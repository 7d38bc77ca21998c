//! Socket facade.
//!
//! A [`WebSocket`] is the per-connection object application code holds.
//! It owns the connection's lifecycle state and listener registry; the
//! bridge routes inbound notifications to it by id.
//!
//! # Lifecycle
//!
//! ```text
//! CONNECTING ──open──► OPEN ──close()──► CLOSING ──close──► CLOSED
//!     │                  └──────────────close───────────────►  ▲
//!     └──close() before the create task ran──────────────────────┘
//! ```

// ============================================================================
// Imports
// ============================================================================

use std::fmt;
use std::sync::Arc;

use parking_lot::Mutex;
use tracing::{debug, trace, warn};
use url::Url;

use crate::bridge::Bridge;
use crate::bridge::translator;
use crate::error::{Error, Result};
use crate::identifiers::SocketId;
use crate::protocol::{EventKind, RawNotification, SocketEvent, encode_payload};
use crate::transport::{CreateRequest, PendingTask, TransportHandle};

use super::listeners::{Listener, ListenerSet};
use super::options::ConnectOptions;
use super::state::ReadyState;

// ============================================================================
// Types
// ============================================================================

/// Mutable per-socket state, guarded by one lock.
struct SocketState {
    ready_state: ReadyState,
    buffered_amount: u64,
    protocol: Option<String>,
    listeners: ListenerSet,
    /// Set until the create call reaches the transport or is cancelled.
    create_task: Option<PendingTask>,
}

/// Shared state behind every [`WebSocket`] clone.
struct SocketInner {
    id: SocketId,
    url: String,
    options: ConnectOptions,
    bridge: Bridge,
    state: Mutex<SocketState>,
}

// ============================================================================
// WebSocket
// ============================================================================

/// Standards-shaped WebSocket backed by the bridge's transport.
///
/// Cloning is cheap; clones share the same connection. A socket stays
/// registered with its bridge until it reaches [`ReadyState::Closed`].
///
/// # Example
///
/// ```
/// use std::sync::Arc;
///
/// use socket_bridge::{Bridge, EventKind, ManualScheduler, WebSocket};
///
/// # fn example() -> socket_bridge::Result<()> {
/// let scheduler = Arc::new(ManualScheduler::new());
/// let bridge = Bridge::builder().scheduler(scheduler.clone()).build()?;
///
/// let socket = WebSocket::connect(&bridge, "ws://example.com/chat", "chat")?;
/// socket.listen(EventKind::Message, |event| {
///     println!("received {:?}", event.data());
/// });
/// assert_eq!(socket.ready_state(), WebSocket::CONNECTING);
/// # Ok(())
/// # }
/// # example().unwrap();
/// ```
#[derive(Clone)]
pub struct WebSocket {
    inner: Arc<SocketInner>,
}
//! Raw transport notifications.
//!
//! The transport reports socket activity as tagged records, pulled in
//! batches after it signals that events are available. Records are
//! consumed once by the translator and never stored.
//!
//! # Format
//!
//! ```json
//! {
//!   "webSocketId": 1,
//!   "type": "close",
//!   "readyState": 3,
//!   "wasClean": true,
//!   "code": 1000,
//!   "reason": "done"
//! }
//! ```

// ============================================================================
// Imports
// ============================================================================

use serde::{Deserialize, Serialize};
use serde_json::{Value, from_str, from_value};
use tracing::warn;

use crate::error::Result;
use crate::identifiers::SocketId;
use crate::socket::ReadyState;

// ============================================================================
// NotificationKind
// ============================================================================

/// Kind tag of a raw notification.
#[derive(Debug, Clone, Copy, PartialEq, Eq, Hash, Serialize, Deserialize)]
#[serde(rename_all = "lowercase")]
pub enum NotificationKind {
    /// Transport connection opened.
    Open,
    /// Transport error.
    Error,
    /// Transport connection closed.
    Close,
    /// Message received.
    Message,
    /// Any tag this bridge does not understand.
    #[serde(other)]
    Unknown,
}

// ============================================================================
// RawNotification
// ============================================================================

/// One transport-level event for one socket id.
#[derive(Debug, Clone, PartialEq, Eq, Serialize, Deserialize)]
#[serde(rename_all = "camelCase")]
pub struct RawNotification {
    /// Socket the notification is addressed to.
    #[serde(rename = "webSocketId")]
    pub target_id: SocketId,

    /// Notification kind.
    #[serde(rename = "type")]
    pub kind: NotificationKind,

    /// State the transport believes the socket is in.
    #[serde(default, skip_serializing_if = "Option::is_none")]
    pub ready_state: Option<ReadyState>,

    /// Negotiated sub-protocol.
    #[serde(default, skip_serializing_if = "Option::is_none")]
    pub protocol: Option<String>,

    /// Close only: whether the closing handshake completed.
    #[serde(default)]
    pub was_clean: bool,

    /// Close only: close code.
    #[serde(default, skip_serializing_if = "Option::is_none")]
    pub code: Option<u16>,

    /// Close only: close reason.
    #[serde(default, skip_serializing_if = "Option::is_none")]
    pub reason: Option<String>,

    /// Message only: percent-encoded payload.
    #[serde(default, skip_serializing_if = "Option::is_none")]
    pub message: Option<String>,
}

// ============================================================================
// RawNotification - Constructors
// ============================================================================

impl RawNotification {
    /// Creates a bare notification of the given kind.
    #[must_use]
    pub fn new(target_id: SocketId, kind: NotificationKind) -> Self {
        Self {
            target_id,
            kind,
            ready_state: None,
            protocol: None,
            was_clean: false,
            code: None,
            reason: None,
            message: None,
        }
    }

    /// Creates an `open` notification carrying the OPEN state hint.
    #[inline]
    #[must_use]
    pub fn open(target_id: SocketId) -> Self {
        Self::new(target_id, NotificationKind::Open).with_ready_state(ReadyState::Open)
    }

    /// Creates an `error` notification.
    #[inline]
    #[must_use]
    pub fn error(target_id: SocketId) -> Self {
        Self::new(target_id, NotificationKind::Error)
    }

    /// Creates a `close` notification carrying the CLOSED state hint.
    #[must_use]
    pub fn close(
        target_id: SocketId,
        was_clean: bool,
        code: u16,
        reason: impl Into<String>,
    ) -> Self {
        Self {
            was_clean,
            code: Some(code),
            reason: Some(reason.into()),
            ..Self::new(target_id, NotificationKind::Close).with_ready_state(ReadyState::Closed)
        }
    }

    /// Creates a `message` notification from an already-encoded payload.
    #[must_use]
    pub fn message(target_id: SocketId, encoded: impl Into<String>) -> Self {
        Self {
            message: Some(encoded.into()),
            ..Self::new(target_id, NotificationKind::Message)
        }
    }

    /// Sets the state hint.
    #[inline]
    #[must_use]
    pub fn with_ready_state(mut self, state: ReadyState) -> Self {
        self.ready_state = Some(state);
        self
    }

    /// Sets the negotiated sub-protocol.
    #[inline]
    #[must_use]
    pub fn with_protocol(mut self, protocol: impl Into<String>) -> Self {
        self.protocol = Some(protocol.into());
        self
    }
}

// ============================================================================
// RawNotification - Parsing
// ============================================================================

impl RawNotification {
    /// Parses a JSON array of notification records.
    ///
    /// A record that fails to parse is logged and skipped; its neighbours
    /// are still returned in their original order.
    ///
    /// # Errors
    ///
    /// Returns [`Error::Json`](crate::Error::Json) if `json` is not an array.
    pub fn parse_batch(json: &str) -> Result<Vec<Self>> {
        let records: Vec<Value> = from_str(json)?;
        let mut batch = Vec::with_capacity(records.len());

        for (index, record) in records.into_iter().enumerate() {
            match from_value::<Self>(record) {
                Ok(notification) => batch.push(notification),
                Err(e) => warn!(index, error = %e, "Skipping malformed notification"),
            }
        }

        Ok(batch)
    }
}

// ============================================================================
// Tests
// ============================================================================

#[cfg(test)]
mod tests {
    use super::*;

    #[test]
    fn test_parse_close_record() {
        let json_str = r#"[{
            "webSocketId": 4,
            "type": "close",
            "readyState": 3,
            "wasClean": true,
            "code": 1000,
            "reason": "done"
        }]"#;

        let batch = RawNotification::parse_batch(json_str).expect("parse batch");
        assert_eq!(batch.len(), 1);

        let close = &batch[0];
        assert_eq!(close.target_id, SocketId::new(4));
        assert_eq!(close.kind, NotificationKind::Close);
        assert_eq!(close.ready_state, Some(ReadyState::Closed));
        assert!(close.was_clean);
        assert_eq!(close.code, Some(1000));
        assert_eq!(close.reason.as_deref(), Some("done"));
    }

    #[test]
    fn test_parse_preserves_order() {
        let json_str = r#"[
            {"webSocketId": 1, "type": "open", "readyState": 1, "protocol": "chat"},
            {"webSocketId": 1, "type": "message", "message": "hi"},
            {"webSocketId": 2, "type": "error"}
        ]"#;

        let batch = RawNotification::parse_batch(json_str).expect("parse batch");
        let kinds: Vec<_> = batch.iter().map(|n| n.kind).collect();
        assert_eq!(
            kinds,
            vec![
                NotificationKind::Open,
                NotificationKind::Message,
                NotificationKind::Error
            ]
        );
        assert_eq!(batch[0].protocol.as_deref(), Some("chat"));
    }

    #[test]
    fn test_malformed_record_is_skipped() {
        let json_str = r#"[
            {"webSocketId": 1, "type": "open"},
            {"type": "message"},
            {"webSocketId": 1, "type": "open", "readyState": 42},
            {"webSocketId": 1, "type": "message", "message": "ok"}
        ]"#;

        let batch = RawNotification::parse_batch(json_str).expect("parse batch");
        assert_eq!(batch.len(), 2);
        assert_eq!(batch[1].message.as_deref(), Some("ok"));
    }

    #[test]
    fn test_unknown_kind() {
        let json_str = r#"[{"webSocketId": 1, "type": "ping"}]"#;
        let batch = RawNotification::parse_batch(json_str).expect("parse batch");
        assert_eq!(batch[0].kind, NotificationKind::Unknown);
    }

    #[test]
    fn test_non_array_is_error() {
        assert!(RawNotification::parse_batch(r#"{"webSocketId": 1}"#).is_err());
    }

    #[test]
    fn test_constructors() {
        let id = SocketId::new(9);
        let close = RawNotification::close(id, false, 1006, "abnormal");
        assert_eq!(close.kind, NotificationKind::Close);
        assert_eq!(close.ready_state, Some(ReadyState::Closed));
        assert!(!close.was_clean);

        let open = RawNotification::open(id).with_protocol("chat");
        assert_eq!(open.ready_state, Some(ReadyState::Open));
        assert_eq!(open.protocol.as_deref(), Some("chat"));

        let message = RawNotification::message(id, "a%20b");
        let json = serde_json::to_string(&message).expect("serialize");
        assert!(json.contains("\"webSocketId\":9"));
        assert!(json.contains("\"type\":\"message\""));
    }
}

━━━━━━━━

▶ _Action item_
Which lines of the records above hold the word "contains"? Copy each one out.

▶ _Output for this exercise_
        assert!(json.contains("\"webSocketId\":9"));
        assert!(json.contains("\"type\":\"message\""));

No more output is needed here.